Information Technology Reference
In-Depth Information
In the context of our research on audiovisual archives, the approach considering
the text as a compositional entity reflects the fact that an audiovisual text considered
as a coherent whole may be broken down into units (sequences, segments, parts,
etc.) which in turn “behave” like “complete” audiovisual texts, thus forming
coherent wholes themselves. It also reflects the fact that an audiovisual text is not
necessarily physically delimited by the beginning and end of a “video” - a text in
the sense of an “information-carrying sign” [STO 99] may perfectly well take the
form of “snippets” of videos, which are physically separate but which form a whole,
semantically speaking. An audiovisual text on a digital support must therefore be
apprehended rather as a functional and hierarchically-integrated network of textual
parts which may in turn present themselves in the form of documents which in turn
are made up of different parts or sequences.

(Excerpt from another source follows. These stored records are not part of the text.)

//! Define the instance size classes and the time budget each one grants.
//!
//! A size class picks a nominal budget; the harness keeps [`CLEANUP_RESERVE_MS`] of it for finalization, so a unit
//! only ever sees `nominal - reserve` of working time.
//!
//! ## Examples
//! ```rust
//! use harness_core::size::{self, SizeClass};
//!
//! assert_eq!(size::from_str("M"), Some(SizeClass::Medium));
//! assert_eq!(SizeClass::Medium.effective_budget_ms(), 145_000);
//! ```

use std::fmt;
use std::str::FromStr;

/// Milliseconds held back from every nominal budget for cleanup work.
pub const CLEANUP_RESERVE_MS: u64 = 5_000;

/// Instance size a unit is run under.
#[derive(Debug, Clone, Copy, PartialEq, Eq, Hash, Default)]
pub enum SizeClass {
    #[default]
    Small,
    Medium,
    Large,
}

/// Metadata for one size class.
#[derive(Debug, Clone, Copy, PartialEq, Eq)]
pub struct SizeInfo {
    pub id: SizeClass,
    /// Spelling accepted on the command line and shown in reports.
    pub canonical: &'static str,
    pub nominal_budget_ms: u64,
}

/// Registry of every size class, smallest first.
pub const SIZES: &[SizeInfo] = &[
    SizeInfo {
        id: SizeClass::Small,
        canonical: "s",
        nominal_budget_ms: 30_000,
    },
    SizeInfo {
        id: SizeClass::Medium,
        canonical: "m",
        nominal_budget_ms: 150_000,
    },
    SizeInfo {
        id: SizeClass::Large,
        canonical: "l",
        nominal_budget_ms: 300_000,
    },
];

/// Resolve a size spelling, ignoring ASCII case.
pub fn from_str(value: &str) -> Option<SizeClass> {
    SIZES
        .iter()
        .find(|info| info.canonical.eq_ignore_ascii_case(value.trim()))
        .map(|info| info.id)
}

/// Metadata for a size class.
pub fn info(id: SizeClass) -> &'static SizeInfo {
    match id {
        SizeClass::Small => &SIZES[0],
        SizeClass::Medium => &SIZES[1],
        SizeClass::Large => &SIZES[2],
    }
}

impl SizeClass {
    pub fn as_str(self) -> &'static str {
        info(self).canonical
    }

    pub fn nominal_budget_ms(self) -> u64 {
        info(self).nominal_budget_ms
    }

    /// Working time left to the unit once the cleanup reserve is taken out.
    pub fn effective_budget_ms(self) -> u64 {
        self.nominal_budget_ms().saturating_sub(CLEANUP_RESERVE_MS)
    }
}

impl fmt::Display for SizeClass {
    fn fmt(&self, f: &mut fmt::Formatter<'_>) -> fmt::Result {
        f.write_str(self.as_str())
    }
}

/// A size spelling that is not in [`SIZES`].
#[derive(Debug, Clone, PartialEq, Eq)]
pub struct ParseSizeError {
    pub value: String,
}

impl fmt::Display for ParseSizeError {
    fn fmt(&self, f: &mut fmt::Formatter<'_>) -> fmt::Result {
        let valid: Vec<&str> = SIZES.iter().map(|info| info.canonical).collect();
        write!(
            f,
            "'{}' is not a valid size, must be one of [{}]",
            self.value,
            valid.join(", ")
        )
    }
}

impl std::error::Error for ParseSizeError {}

impl FromStr for SizeClass {
    type Err = ParseSizeError;

    fn from_str(s: &str) -> Result<Self, Self::Err> {
        from_str(s).ok_or_else(|| ParseSizeError {
            value: s.to_lowercase(),
        })
    }
}
//! Mock Service Façade
//!
//! The capability surface a unit under test is allowed to use. Nothing here reaches a real platform: mail is
//! recorded instead of sent, ids come from a run-local counter, and everything a unit records is flushed to the
//! output directory only when the run finalizes.
//!
//! ## Modules
//!
//! - `entries` - log, mail and parameter entries (artifact wire format)
//! - `streams` - tracked read/write streams and the write stream manager
//!
//! ## Notes
//!
//! - A `Services` value is bound to exactly one run. Clones share that run's state.
//! - Once the run's outcome is decided, `log`/`mail`/`add_param` drop their input (counted in the report).

pub mod entries;
pub mod streams;

use std::sync::Arc;
use std::time::Duration;

use harness_core::defaults;
use serde_json::{Map, Value};

use crate::payload::FileInfoMap;
use crate::run::context::RunContext;

use entries::{LogEntry, MailEntry, ParamEntry};
use streams::{ReadStream, WriteStreamManager};

/// Façade handed to a unit's entry point.
#[derive(Clone)]
pub struct Services {
    ctx: Arc<RunContext>,
    write_streams: WriteStreamManager,
}

impl Services {
    pub(crate) fn new(ctx: Arc<RunContext>) -> Self {
        Self {
            write_streams: WriteStreamManager::new(ctx.clone()),
            ctx,
        }
    }

    /// Record a log message under `category` (e.g. `"info"`, `"error"`).
    pub fn log(&self, message: impl Into<String>, category: impl Into<String>) {
        self.log_with(message, category, Map::new());
    }

    /// Record a log message with substitution data.
    pub fn log_with(&self, message: impl Into<String>, category: impl Into<String>, replacement: Map<String, Value>) {
        let entry = LogEntry {
            timestamp: chrono::Utc::now().timestamp_millis(),
            category: category.into(),
            message: message.into(),
            replacement,
        };
        self.ctx.append("log", |acc| acc.logs.push(entry));
    }

    /// Record a mail request. Nothing is ever delivered.
    pub fn mail(&self, recipient: impl Into<String>, template: impl Into<String>, substitution_data: Value) {
        let entry = MailEntry {
            recipient: recipient.into(),
            template: template.into(),
            substitution_data,
        };
        self.ctx.append("mail", |acc| acc.mail.push(entry));
    }

    /// Next value of the run's id sequence: 1, 2, 3, ...
    pub fn next_id(&self) -> u64 {
        self.ctx.next_id()
    }

    /// Declare an output parameter for the next stage.
    pub fn add_param(&self, key: impl Into<String>, value: impl Into<Value>) {
        let entry = ParamEntry {
            key: key.into(),
            value: value.into(),
        };
        self.ctx.append("param", |acc| acc.params.push(entry));
    }

    /// Budget left to the unit. Observational only; never negative.
    pub fn remaining_time(&self) -> Duration {
        self.ctx.clock.remaining()
    }

    /// The run's input stream. Every call returns the same handle.
    pub fn open_input_stream(&self) -> ReadStream {
        self.ctx.input.clone()
    }

    pub fn write_stream_manager(&self) -> &WriteStreamManager {
        &self.write_streams
    }

    pub fn file_type(&self, file_name: &str) -> i64 {
        self.ctx.file_info.file_type(file_name)
    }

    pub fn file_tags(&self, file_name: &str) -> Vec<String> {
        self.ctx.file_info.file_tags(file_name)
    }

    pub fn file_info(&self) -> &FileInfoMap {
        &self.ctx.file_info
    }

    /// Log that an input value named `field` failed validation.
    pub fn validation_error(&self, field: &str) {
        self.log(format!("Input value for '{field}' is not correct"), "error");
    }

    /// Balance locks always succeed locally.
    pub fn set_balance_lock(&self, _params: &Value) -> bool {
        true
    }

    /// Platform system parameter, e.g. `cost_per_email`.
    pub fn system_param(&self, name: &str) -> Option<i64> {
        defaults::system_param(name)
    }

    /// How many output-role streams the unit has requested so far.
    pub fn output_streams_requested(&self) -> usize {
        self.ctx.output_streams_requested()
    }
}
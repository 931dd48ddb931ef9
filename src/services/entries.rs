//! Entries accumulated by the façade and flushed as artifacts at finalization.
//!
//! Field names on the wire follow the artifact format the platform reads (`date`/`type` for log entries,
//! `replacement` for substitution data).

use serde::{Deserialize, Serialize};
use serde_json::{Map, Value};

#[derive(Debug, Clone, PartialEq, Serialize, Deserialize)]
pub struct LogEntry {
    /// Milliseconds since the Unix epoch
    #[serde(rename = "date")]
    pub timestamp: i64,
    #[serde(rename = "type")]
    pub category: String,
    pub message: String,
    #[serde(default)]
    pub replacement: Map<String, Value>,
}

#[derive(Debug, Clone, PartialEq, Serialize, Deserialize)]
pub struct MailEntry {
    pub recipient: String,
    pub template: String,
    #[serde(rename = "replacement")]
    pub substitution_data: Value,
}

/// Output parameter declared for the next stage.
#[derive(Debug, Clone, PartialEq, Serialize, Deserialize)]
pub struct ParamEntry {
    pub key: String,
    pub value: Value,
}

For instance, an audiovisual text in the sense of a knowledge resource for a given
audience may be an entire film , i.e. the recording of a class, or of an interview. It
may also be a particular segment of that film (i.e. a moment during a seminar or
class devoted to a particular theme, a subject). It may, finally, be a collection of
segments belonging to different “films” (of classes, seminars, etc.) but which,
together, form a new coherent whole from a thematic point of view or from the
perspective of a specific use (e.g. a set of segments dedicated to a particular
language “taken” from different films or recordings making up a new, re-linearized
film or a hypermedia dossier of film segments destined (e.g.) for pedagogical use.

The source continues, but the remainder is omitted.